Mas quem volta aos gramados amanhã, pela segunda vez desde que voltou ao Brasil, é o meu companheiro de lesão Neymar Júnior. Estou longíssimo de ser um fã do cara, mas confesso que quando vi que a notícia da sua volta era real, a minha cabeça me levou de volta para o começo da minha adolescência.
Me levou de volta para a época que eu passei a ver futebol por livre e espontânea vontade e não mais porque meu pai me levava no jogo ou colocava na televisão, como que em cataquese. Nos idos de 2011, eu já era um ser humano que escolhia me alienar por 90 minutos para ver “22 homens correndo atrás de uma bola”. Principalmente nos jogos do Flamengo e da seleção brasileira.

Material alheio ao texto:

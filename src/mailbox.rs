// SPDX-License-Identifier: MIT
// SPDX-FileCopyrightText: 2025-2026 libworld contributors
//
// Per-participant message ring in world shared memory.
//
// All cross-participant traffic — reactor notifications for remote
// listeners, call requests to an owner, call replies back to a caller —
// travels through the target participant's mailbox. The ring is guarded by
// the participant's robust mutex; the paired condvar is broadcast both when
// a message is pushed (wakes drainers) and when slots free up (wakes
// pushers blocked on a full ring).

use crate::shm_pool::SharedRef;

/// Slots per participant mailbox.
pub const MAIL_SLOTS: usize = 64;

/// Inline payload bytes per slot. Notification payload types and call
/// request payloads must fit in this.
pub const MAIL_DATA: usize = 128;

pub(crate) const MSG_NOTIFICATION: u32 = 1;
pub(crate) const MSG_CALL_REQUEST: u32 = 2;
pub(crate) const MSG_CALL_REPLY: u32 = 3;

/// Reply status codes carried in a `MSG_CALL_REPLY` slot.
pub(crate) const REPLY_OK: u32 = 0;
pub(crate) const REPLY_DESTROYED: u32 = 1;

// ---------------------------------------------------------------------------
// Shared memory layout
// ---------------------------------------------------------------------------

#[repr(C)]
struct MailSlot {
    kind: u32,
    a: u32,
    b: u32,
    c: u32,
    d: u32,
    e: u32,
    f: u32,
    len: u32,
    data: [u8; MAIL_DATA],
}

/// Fixed-capacity ring embedded in each participant entry.
#[repr(C)]
pub(crate) struct MailRing {
    head: u32,
    count: u32,
    slots: [MailSlot; MAIL_SLOTS],
}

/// A decoded mailbox message (process-local form).
#[derive(Debug, Clone)]
pub(crate) enum Message {
    /// Deliver `payload` to the receiver's local reactions of `reactor`.
    Notification { reactor: SharedRef, payload: Vec<u8> },
    /// Run the handler of `call` for request `serial` from `caller`.
    CallRequest {
        call: SharedRef,
        serial: u32,
        caller: u32,
        flags: u32,
        arg: i32,
        payload: Vec<u8>,
    },
    /// Complete the blocking `execute` waiting on `serial`.
    CallReply { serial: u32, status: u32, value: i32 },
}

impl MailRing {
    /// Reset to empty. Called while the participant slot is being claimed.
    pub(crate) fn reset(&mut self) {
        self.head = 0;
        self.count = 0;
    }

    pub(crate) fn is_full(&self) -> bool {
        self.count as usize >= MAIL_SLOTS
    }

    /// Append a message. Caller holds the participant mutex.
    /// Returns `false` when the ring is full.
    pub(crate) fn push(&mut self, msg: &Message) -> bool {
        if self.is_full() {
            return false;
        }
        let idx = (self.head as usize + self.count as usize) % MAIL_SLOTS;
        let slot = &mut self.slots[idx];

        match msg {
            Message::Notification { reactor, payload } => {
                slot.kind = MSG_NOTIFICATION;
                slot.a = reactor.pool;
                slot.b = reactor.offset;
                slot.len = payload.len().min(MAIL_DATA) as u32;
                slot.data[..slot.len as usize].copy_from_slice(&payload[..slot.len as usize]);
            }
            Message::CallRequest {
                call,
                serial,
                caller,
                flags,
                arg,
                payload,
            } => {
                slot.kind = MSG_CALL_REQUEST;
                slot.a = call.pool;
                slot.b = call.offset;
                slot.c = *serial;
                slot.d = *caller;
                slot.e = *flags;
                slot.f = *arg as u32;
                slot.len = payload.len().min(MAIL_DATA) as u32;
                slot.data[..slot.len as usize].copy_from_slice(&payload[..slot.len as usize]);
            }
            Message::CallReply {
                serial,
                status,
                value,
            } => {
                slot.kind = MSG_CALL_REPLY;
                slot.c = *serial;
                slot.d = *status;
                slot.f = *value as u32;
                slot.len = 0;
            }
        }

        self.count += 1;
        true
    }

    /// Take the oldest message. Caller holds the participant mutex.
    pub(crate) fn pop(&mut self) -> Option<Message> {
        if self.count == 0 {
            return None;
        }
        let idx = self.head as usize;
        self.head = ((self.head as usize + 1) % MAIL_SLOTS) as u32;
        self.count -= 1;

        let slot = &self.slots[idx];
        let payload = slot.data[..slot.len.min(MAIL_DATA as u32) as usize].to_vec();

        match slot.kind {
            MSG_NOTIFICATION => Some(Message::Notification {
                reactor: SharedRef {
                    pool: slot.a,
                    offset: slot.b,
                },
                payload,
            }),
            MSG_CALL_REQUEST => Some(Message::CallRequest {
                call: SharedRef {
                    pool: slot.a,
                    offset: slot.b,
                },
                serial: slot.c,
                caller: slot.d,
                flags: slot.e,
                arg: slot.f as i32,
                payload,
            }),
            MSG_CALL_REPLY => Some(Message::CallReply {
                serial: slot.c,
                status: slot.d,
                value: slot.f as i32,
            }),
            other => {
                tracing::error!(kind = other, "corrupt mailbox slot, dropping");
                None
            }
        }
    }

    /// Drain every queued message. Caller holds the participant mutex.
    pub(crate) fn drain(&mut self) -> Vec<Message> {
        let mut out = Vec::with_capacity(self.count as usize);
        while self.count > 0 {
            if let Some(m) = self.pop() {
                out.push(m);
            }
        }
        out
    }
}
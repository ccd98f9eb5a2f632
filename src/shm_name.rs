// SPDX-License-Identifier: MIT
// SPDX-FileCopyrightText: 2025-2026 libworld contributors
//
// Naming for the shared memory segments of one world session.

/// Platform cap on POSIX shm names, 0 = uncapped. macOS `PSHMNAMLEN` is 31.
#[cfg(target_os = "macos")]
const SHM_NAME_MAX: usize = 31;

#[cfg(not(target_os = "macos"))]
const SHM_NAME_MAX: usize = 0;

fn fnv1a_64(data: &[u8]) -> u64 {
    let mut hash: u64 = 0xcbf29ce484222325;
    for &b in data {
        hash ^= b as u64;
        hash = hash.wrapping_mul(0x100000001b3);
    }
    hash
}

/// Segment name for the world header of `session`.
pub fn world_segment(session: u32) -> String {
    format!("world_{session:08x}__world")
}

/// Segment name for shared pool `pool_id` of `session`.
pub fn pool_segment(session: u32, pool_id: u32) -> String {
    format!("world_{session:08x}__pool_{pool_id}")
}

/// Produce a POSIX shm-safe name (with leading '/'). Where the platform
/// caps name length, overlong names keep a prefix for debuggability and
/// get an FNV-1a hash suffix to stay unique.
pub fn make_shm_name(name: &str) -> String {
    let full = if name.starts_with('/') {
        name.to_string()
    } else {
        format!("/{name}")
    };
    if SHM_NAME_MAX == 0 || full.len() <= SHM_NAME_MAX {
        return full;
    }
    let hash = fnv1a_64(full.as_bytes());
    let keep = SHM_NAME_MAX.saturating_sub(1 + 16).max(1);
    let prefix: String = full.chars().take(keep).collect();
    format!("{prefix}_{hash:016x}")
}
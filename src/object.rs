// SPDX-License-Identifier: MIT
// SPDX-FileCopyrightText: 2025-2026 libworld contributors
//
// Object pools — reference-counted, event-dispatching shared objects with
// coordinated teardown.
//
// Every object carries an embedded reference counter and reactor. The
// counter's zero watch is wired to the pool's internal teardown call (owned
// by the creating participant), so the final `unref` — wherever it happens —
// funnels teardown through the owner:
//
//   count hits zero  →  pool call (one-way)  →  owner dispatches the
//   terminal notification  →  reactor idle?  →  destructor, unlink, free
//
// If notifications are still in flight the object lingers as a zombie; the
// delivery that makes its reactor idle re-fires the pool call, and the owner
// finalizes it then. The destructor runs exactly once, strictly after the
// terminal notification was dispatched.
//
// The pool's live-object list is guarded by an embedded skirmish. Lock
// order: pool skirmish, then object reactor/counter, then mailboxes.

use std::mem::{offset_of, size_of};
use std::ptr::addr_of_mut;
use std::sync::atomic::{AtomicU32, Ordering};

use crate::call::{Call, CallRequest, CallResult, CALL_ONEWAY};
use crate::error::{Result, WorldError};
use crate::mailbox::MAIL_DATA;
use crate::reactor::{self, GlobalReactionFn, Reaction, ReactionResult, Reactor};
use crate::refs::{self, RefData};
use crate::shm_pool::{SharedPool, SharedRef};
use crate::skirmish::{self, SkirmishData};
use crate::world::{World, NAME_LEN};
use crate::{copy_name, name_str};

const OBJ_POOL_MAGIC: u32 = 0x4f42_504c; // "OBPL"
const OBJ_POOL_DEAD: u32 = 0xdead_504c;
const OBJ_MAGIC: u32 = 0x4f42_4a48; // "OBJH"

/// Lifecycle of a shared object.
#[derive(Debug, Clone, Copy, PartialEq, Eq)]
#[repr(u32)]
pub enum ObjectState {
    /// Created but not yet activated; invisible to `enumerate`.
    Creating = 1,
    Active = 2,
    /// Count reached zero, terminal notification sent, reactor not yet idle.
    Zombie = 3,
    Destroyed = 4,
}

Coisa que faço até hoje. Porque, como disse Maurinho, o mais chato dos repórteres esportivos:
“o futebol é a melhor invenção do homem”
E me lembro bem como, nessa época, o Flamengo andava bem mal das pernas, e que, apesar de ter trazido o Ronaldinho Gaúcho, eu dava muito mais bola para dois craques: Messi e Neymar.

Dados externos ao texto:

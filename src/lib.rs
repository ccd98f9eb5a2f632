// SPDX-License-Identifier: MIT
// SPDX-FileCopyrightText: 2025-2026 libworld contributors

//! Multi-process coordination over shared memory.
//!
//! A [`World`] is a named session that cooperating processes create or join.
//! Inside it live shared pools of allocatable memory addressed by
//! [`SharedRef`] instead of raw pointers, plus the primitives built on top:
//!
//! - [`Skirmish`] — robust distributed mutexes that survive holder death,
//! - [`RefCounter`] — reference counters with a one-shot zero watch,
//! - [`Reactor`] — event fan-out to reactions in any participant,
//! - [`Call`] — synchronous invocation of another participant's handler,
//! - [`ObjectPool`] — reference-counted shared objects with coordinated
//!   teardown (terminal notification strictly before the destructor).
//!
//! Cross-participant traffic travels through per-participant mailbox rings
//! in the world segment; each participant drains its own with
//! [`World::process_pending`]. Liveness is pid-based throughout: dead
//! participants are detected, their locks recovered and their reactions
//! pruned, instead of wedging the session.
//!
//! Unix only: the recovery story is anchored on robust process-shared
//! pthread mutexes.

pub mod call;
pub mod error;
mod mailbox;
pub mod object;
mod platform;
pub mod reactor;
pub mod refs;
mod shm_name;
pub mod shm_pool;
pub mod skirmish;
pub mod world;

pub use call::{call_return, Call, CallRequest, CallResult, CALL_ONESHOT, CALL_ONEWAY};
pub use error::{Result, WorldError};
pub use mailbox::{MAIL_DATA, MAIL_SLOTS};
pub use object::{ObjectNotice, ObjectPool, ObjectState, SharedObject};
pub use platform::posix::largest_tmpfs;
pub use reactor::{GlobalReactionFn, Reaction, ReactionResult, Reactor, MAX_REACTIONS};
pub use refs::RefCounter;
pub use shm_pool::{SharedPool, SharedRef};
pub use skirmish::{Skirmish, SkirmishGuard};
pub use world::{World, WorldConfig, MAX_PARTICIPANTS};

/// Copy a string into a fixed nul-padded shm name field, truncating to fit.
pub(crate) fn copy_name(dst: &mut [u8], src: &str) {
    let n = src.len().min(dst.len() - 1);
    dst[..n].copy_from_slice(&src.as_bytes()[..n]);
    for b in dst[n..].iter_mut() {
        *b = 0;
    }
}

/// Read a nul-padded shm name field back as a str.
pub(crate) fn name_str(raw: &[u8]) -> &str {
    let end = raw.iter().position(|&b| b == 0).unwrap_or(raw.len());
    std::str::from_utf8(&raw[..end]).unwrap_or("")
}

Messi é um daqueles escolhidos para ter um dom incontrolável, não existe nada igual a ele. Parecia uma entidade. Era mágico. Neymar era mais real. Um moleque, o “menino Ney”. Ousado e alegre. Da propaganda da Seara com o Ganso. Da Vila Belmiro. De uma deliciosa inconsequência ao jogar. Da Copa Libertadores, um sonho tão distante para um jovem rubro-negro que sofria ao ver o meu time perder de chilenos, argentinos e paraguaios. Neymar era a esperança do hexa, a renovação, o futebol arte, a volta do “futebol bonito” e o único da sua geração em condições de ser o melhor jogador do mundo.

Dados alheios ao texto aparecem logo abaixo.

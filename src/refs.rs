// SPDX-License-Identifier: MIT
// SPDX-FileCopyrightText: 2025-2026 libworld contributors
//
// Reference counters in shared memory.
//
// A counter tracks local (per-process) and global references separately and
// supports a one-shot zero watch: a call that fires exactly once when the
// combined count reaches zero. The counter is sealed at that instant, so the
// count is guaranteed to stay at zero while the watch completes — late `up`
// calls get `Destroyed` instead of resurrecting the counter.
//
// Guarded by a robust mutex + condvar pair so `zero_lock` can wait for the
// zero transition and steal the inspection lock from a dead holder.

use std::ptr::addr_of_mut;

use crate::call::{Call, CALL_ONEWAY};
use crate::error::{Result, WorldError};
use crate::platform::{self, LockAcquire, RawCond, RawMutex};
use crate::shm_pool::{SharedPool, SharedRef};
use crate::world::World;
use crate::{copy_name, name_str};

const REF_ALIVE: u32 = 0x5245_4643; // "REFC"
const REF_DEAD: u32 = 0xdead_4643;

pub(crate) const REF_NAME_LEN: usize = 32;

// ---------------------------------------------------------------------------
// Shared memory layout
// ---------------------------------------------------------------------------

/// Counter state in shared memory. Embedded by object headers; standalone
/// counters allocate one from a shared pool.
#[repr(C)]
pub(crate) struct RefData {
    magic: u32,
    /// Participant holding the zero lock, 0 = none.
    locked_by: u32,
    local: i32,
    global: i32,
    watch_pool: u32,
    watch_offset: u32,
    watch_arg: i32,
    has_watch: u32,
    name: [u8; REF_NAME_LEN],
    lock: RawMutex,
    cond: RawCond,
}

/// A zero watch snapshotted under the counter lock, to be fired after the
/// lock is released.
struct PendingWatch {
    call: SharedRef,
    arg: i32,
}

/// # Safety
/// `d` must point to writable shared memory of `size_of::<RefData>()`.
pub(crate) unsafe fn raw_init(d: *mut RefData) -> Result<()> {
    platform::mutex_init(addr_of_mut!((*d).lock))?;
    platform::cond_init(addr_of_mut!((*d).cond))?;
    (*d).locked_by = 0;
    (*d).local = 0;
    (*d).global = 0;
    (*d).watch_pool = 0;
    (*d).watch_offset = 0;
    (*d).watch_arg = 0;
    (*d).has_watch = 0;
    (*d).name = [0; REF_NAME_LEN];
    (*d).magic = REF_ALIVE;
    Ok(())
}

unsafe fn lock(d: *mut RefData) -> Result<()> {
    if let LockAcquire::Recovered = platform::mutex_lock(addr_of_mut!((*d).lock), None)? {
        // Counter ops are short critical sections; the count fields are
        // consistent after recovery, so continue under the lock.
        tracing::warn!("refcounter lock holder died, recovered");
    }
    Ok(())
}

unsafe fn unlock(d: *mut RefData) -> Result<()> {
    platform::mutex_unlock(addr_of_mut!((*d).lock))
}

unsafe fn check_alive(d: *mut RefData) -> Result<()> {
    match (*d).magic {
        REF_ALIVE => Ok(()),
        REF_DEAD => Err(WorldError::Destroyed),
        other => Err(WorldError::Bug(format!("refcounter magic {other:#x}"))),
    }
}

/// Handle the zero transition while holding the counter lock. Seals the
/// counter when a watch is armed; otherwise wakes `zero_lock` waiters.
unsafe fn note_zero(d: *mut RefData) -> Result<Option<PendingWatch>> {
    if (*d).has_watch != 0 {
        let watch = PendingWatch {
            call: SharedRef {
                pool: (*d).watch_pool,
                offset: (*d).watch_offset,
            },
            arg: (*d).watch_arg,
        };
        (*d).has_watch = 0;
        (*d).magic = REF_DEAD;
        platform::cond_broadcast(addr_of_mut!((*d).cond))?;
        Ok(Some(watch))
    } else {
        platform::cond_broadcast(addr_of_mut!((*d).cond))?;
        Ok(None)
    }
}

/// Wait (holding the counter lock) until no other live participant holds the
/// zero lock. A dead holder's lock is stolen.
unsafe fn wait_unlocked(world: &World, d: *mut RefData) -> Result<()> {
    loop {
        let holder = (*d).locked_by;
        if holder == 0 || holder == world.participant_id() {
            return Ok(());
        }
        if !world.participant_alive(holder) {
            tracing::warn!(holder, "zero lock holder died, stealing");
            (*d).locked_by = 0;
            return Ok(());
        }
        // Timed wait so holder death is noticed even without a signal.
        platform::cond_wait(addr_of_mut!((*d).cond), addr_of_mut!((*d).lock), Some(200))?;
        check_alive(d)?;
    }
}

// Raw operations shared with the object module, which embeds RefData in
// object headers.

/// # Safety
/// `d` must point to an initialised RefData.
pub(crate) unsafe fn raw_up(world: &World, d: *mut RefData, global: bool) -> Result<()> {
    lock(d)?;
    let r = (|| {
        check_alive(d)?;
        wait_unlocked(world, d)?;
        if global {
            (*d).global += 1;
        } else {
            (*d).local += 1;
        }
        Ok(())
    })();
    unlock(d)?;
    r
}

/// # Safety
/// `d` must point to an initialised RefData.
pub(crate) unsafe fn raw_down(world: &World, d: *mut RefData, global: bool) -> Result<()> {
    lock(d)?;
    let r = (|| {
        check_alive(d)?;
        wait_unlocked(world, d)?;
        let count = if global {
            &mut (*d).global
        } else {
            &mut (*d).local
        };
        if *count <= 0 {
            tracing::error!(
                name = name_str(&(*d).name),
                global,
                "refcounter down past zero"
            );
            return Err(WorldError::Bug("refcounter down past zero".into()));
        }
        *count -= 1;
        if (*d).local + (*d).global == 0 {
            return note_zero(d);
        }
        Ok(None)
    })();
    unlock(d)?;
    match r? {
        Some(watch) => fire_watch(world, watch),
        None => Ok(()),
    }
}

/// # Safety
/// `d` must point to an initialised RefData.
pub(crate) unsafe fn raw_stat(d: *mut RefData) -> Result<i32> {
    lock(d)?;
    let r = check_alive(d).map(|_| (*d).local + (*d).global);
    unlock(d)?;
    r
}

/// # Safety
/// `d` must point to an initialised RefData.
pub(crate) unsafe fn raw_watch(d: *mut RefData, call: SharedRef, arg: i32) -> Result<()> {
    lock(d)?;
    let r = (|| {
        check_alive(d)?;
        if (*d).has_watch != 0 {
            return Err(WorldError::Busy);
        }
        if (*d).local + (*d).global == 0 {
            return Err(WorldError::Invalid("watch on a zero counter"));
        }
        (*d).watch_pool = call.pool;
        (*d).watch_offset = call.offset;
        (*d).watch_arg = arg;
        (*d).has_watch = 1;
        Ok(())
    })();
    unlock(d)?;
    r
}

/// Tear down an embedded counter, waking any waiters.
///
/// # Safety
/// `d` must point to an initialised RefData.
pub(crate) unsafe fn raw_destroy(d: *mut RefData) -> Result<()> {
    lock(d)?;
    let r = match (*d).magic {
        REF_ALIVE => {
            (*d).magic = REF_DEAD;
            platform::cond_broadcast(addr_of_mut!((*d).cond))
        }
        REF_DEAD => Err(WorldError::Destroyed),
        other => Err(WorldError::Bug(format!("refcounter magic {other:#x}"))),
    };
    unlock(d)?;
    r
}

fn fire_watch(world: &World, watch: PendingWatch) -> Result<()> {
    Call::from_ref(watch.call).execute(world, CALL_ONEWAY, watch.arg, &[])?;
    Ok(())
}

// ---------------------------------------------------------------------------
// Public handle
// ---------------------------------------------------------------------------

/// Handle to a reference counter in a shared pool. Cheap to copy.
#[derive(Debug, Clone, Copy, PartialEq, Eq)]
pub struct RefCounter {
    data: SharedRef,
}

impl RefCounter {
    /// Allocate and initialise a new counter inside `pool`.
    pub fn init(world: &World, pool: &SharedPool) -> Result<Self> {
        let data = pool.allocate(world, std::mem::size_of::<RefData>())?;
        Self::init_at(world, data)
    }

    /// Initialise a counter at an existing location (embedding).
    pub fn init_at(world: &World, data: SharedRef) -> Result<Self> {
        let ptr = world.translate(data, std::mem::size_of::<RefData>())? as *mut RefData;
        unsafe { raw_init(ptr)? };
        Ok(Self { data })
    }

    /// Handle to an existing counter published by another process.
    pub fn from_ref(data: SharedRef) -> Self {
        Self { data }
    }

    pub fn shared_ref(&self) -> SharedRef {
        self.data
    }

    fn ptr(&self, world: &World) -> Result<*mut RefData> {
        Ok(world.translate(self.data, std::mem::size_of::<RefData>())? as *mut RefData)
    }

    /// Increment. `Destroyed` once torn down or after the zero watch fired.
    pub fn up(&self, world: &World, global: bool) -> Result<()> {
        unsafe { raw_up(world, self.ptr(world)?, global) }
    }

    /// Decrement. Fires the zero watch on the transition to zero; going past
    /// zero is a `Bug`.
    pub fn down(&self, world: &World, global: bool) -> Result<()> {
        unsafe { raw_down(world, self.ptr(world)?, global) }
    }

    /// Combined local + global count.
    pub fn stat(&self, world: &World) -> Result<i32> {
        unsafe { raw_stat(self.ptr(world)?) }
    }

    /// Arm the one-shot zero watch: `call` is executed one-way with `arg`
    /// when the count reaches zero. `Busy` when a watch is already armed,
    /// `Invalid` on a counter already at zero.
    pub fn watch(&self, world: &World, call: &Call, arg: i32) -> Result<()> {
        unsafe { raw_watch(self.ptr(world)?, call.shared_ref(), arg) }
    }

    /// Block until the count is zero, then hold it there: `up`/`down` from
    /// other participants wait until [`unlock`](Self::unlock). A holder whose
    /// process died is stolen from.
    pub fn zero_lock(&self, world: &World) -> Result<()> {
        let d = self.ptr(world)?;
        unsafe {
            lock(d)?;
            let r = (|| loop {
                check_alive(d)?;
                wait_unlocked(world, d)?;
                if (*d).local + (*d).global == 0 {
                    (*d).locked_by = world.participant_id();
                    return Ok(());
                }
                platform::cond_wait(addr_of_mut!((*d).cond), addr_of_mut!((*d).lock), Some(200))?;
            })();
            unlock(d)?;
            r
        }
    }

    /// Like [`zero_lock`](Self::zero_lock) without blocking; `Busy` when the
    /// count is non-zero or the lock is held by a live participant.
    pub fn zero_trylock(&self, world: &World) -> Result<()> {
        let d = self.ptr(world)?;
        unsafe {
            lock(d)?;
            let r = (|| {
                check_alive(d)?;
                let holder = (*d).locked_by;
                if holder != 0 && holder != world.participant_id() {
                    if world.participant_alive(holder) {
                        return Err(WorldError::Busy);
                    }
                    tracing::warn!(holder, "zero lock holder died, stealing");
                }
                if (*d).local + (*d).global != 0 {
                    return Err(WorldError::Busy);
                }
                (*d).locked_by = world.participant_id();
                Ok(())
            })();
            unlock(d)?;
            r
        }
    }

    /// Release the zero lock.
    pub fn unlock(&self, world: &World) -> Result<()> {
        let d = self.ptr(world)?;
        unsafe {
            lock(d)?;
            let r = (|| {
                check_alive(d)?;
                if (*d).locked_by != world.participant_id() {
                    return Err(WorldError::Invalid("zero lock not held by caller"));
                }
                (*d).locked_by = 0;
                platform::cond_broadcast(addr_of_mut!((*d).cond))
            })();
            unlock(d)?;
            r
        }
    }

    /// Move the accumulated local count of `from` onto this counter. Both
    /// counters are locked in ascending location order so concurrent
    /// inherits cannot deadlock. If `from` drops to zero its watch fires.
    pub fn inherit(&self, world: &World, from: &RefCounter) -> Result<()> {
        if self.data == from.data {
            return Err(WorldError::Invalid("inherit from self"));
        }
        let a = self.ptr(world)?;
        let b = from.ptr(world)?;
        let (first, second) = if (self.data.pool, self.data.offset) < (from.data.pool, from.data.offset)
        {
            (a, b)
        } else {
            (b, a)
        };
        unsafe {
            lock(first)?;
            lock(second)?;
            let r = (|| {
                check_alive(a)?;
                check_alive(b)?;
                let moved = (*b).local;
                (*b).local = 0;
                (*a).local += moved;
                tracing::trace!(moved, "refcounter inherited local references");
                if moved != 0 && (*b).local + (*b).global == 0 {
                    return note_zero(b);
                }
                Ok(None)
            })();
            unlock(second)?;
            unlock(first)?;
            match r? {
                Some(watch) => fire_watch(world, watch),
                None => Ok(()),
            }
        }
    }

    /// Attach a diagnostic name (shows up in logs).
    pub fn set_name(&self, world: &World, name: &str) -> Result<()> {
        let d = self.ptr(world)?;
        unsafe {
            lock(d)?;
            let r = check_alive(d).map(|_| copy_name(&mut (*d).name, name));
            unlock(d)?;
            r
        }
    }

    /// Tear down, waking any `zero_lock` waiters with `Destroyed`. Storage
    /// is returned to the pool by whoever allocated it.
    pub fn destroy(&self, world: &World) -> Result<()> {
        unsafe { raw_destroy(self.ptr(world)?) }
    }
}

Entenda, eu já gostava muito de futebol. Mas Messi e Neymar me fizeram amar e admirar. E isso ninguém vai tirar deles, nem de mim.
O implacável tempo passou e fez com que a minha idolatria passasse a ser apenas no futebol. Decisões erradas, muita farra, traições, confusões, posturas desprezíveis em campo e fora dele. Eu, antes de virar adulto, já me sentia mais gente grande que o eterno “menino Ney”.
Mas segui admirando a intimidade que tinha com a pelota. De longe. Vendo outros grandes jogadores superarem as suas conquistas, porque apesar de não serem melhores, eles eram muito mais dedicados que ele. Vinícius Júnior está aí para provar.
Até que depois de duas Copas perdidas e muitas lesões (uma das mais graves no mencionado 5º metatarso do pé direito) e polêmicas em Paris, Neymar trocou a França pela Arábia Saudita. Para ganhar mais dinheiro, é verdade, mas certamente também para se isolar. Se esconder. Dos holofotes é impossível, mas da pressão ele conseguiu. Jogou pouquíssimo e era evidente a tristeza no seu olhar ao perceber que apesar de ainda ser mentalmente um moleque, o seu corpo já era de um homem de trinta e poucos anos, longe do auge físico de um atleta.
Até que decidiu romper o contrato com os sauditas e voltar a Santos. Não acreditei e só confiei que era real quando ele entrou em campo no segundo tempo do jogo na última quarta-feira.
Já colocando gelo no pé, enquanto via os melhores momentos dele jogando com a eterna camisa 10 do Santos, realmente querendo jogo e aparentando estar feliz, o que me veio na cabeça foi a voz do Roberto Carlos cantando:
"Se você pretende saber quem eu sou
Eu posso lhe dizer
Entre no meu carro na Estrada de Santos
E você vai me conhecer
Você vai pensar que eu
Não gosto nem mesmo de mim
E que na minha idade
Só a velocidade anda junto a mimSó ando sozinho e no meu caminho
O tempo é cada vez menor
Preciso de ajuda, por favor me acuda
Eu vivo muito sóSe acaso numa curva
Eu me lembro do meu mundo
Eu piso mais fundo, corrijo num segundo
Não posso pararEu prefiro as curvas da Estrada de Santos
Onde eu tento esquecer
Um amor que eu tive e vi pelo espelho
Na distância se perderMas se amor que eu perdi
Eu novamente encontrar, oh
As curvas se acabam e na Estrada de Santos
Não vou mais passar”
E me emocionei. Confesso que idealizei uma reportagem da Globo, daquelas do Esporte Espetacular de domingo, citando os versos da música e mostrando cenas da vida do Neymar. Leia com calma a letra e veja se ela não combina com o momento.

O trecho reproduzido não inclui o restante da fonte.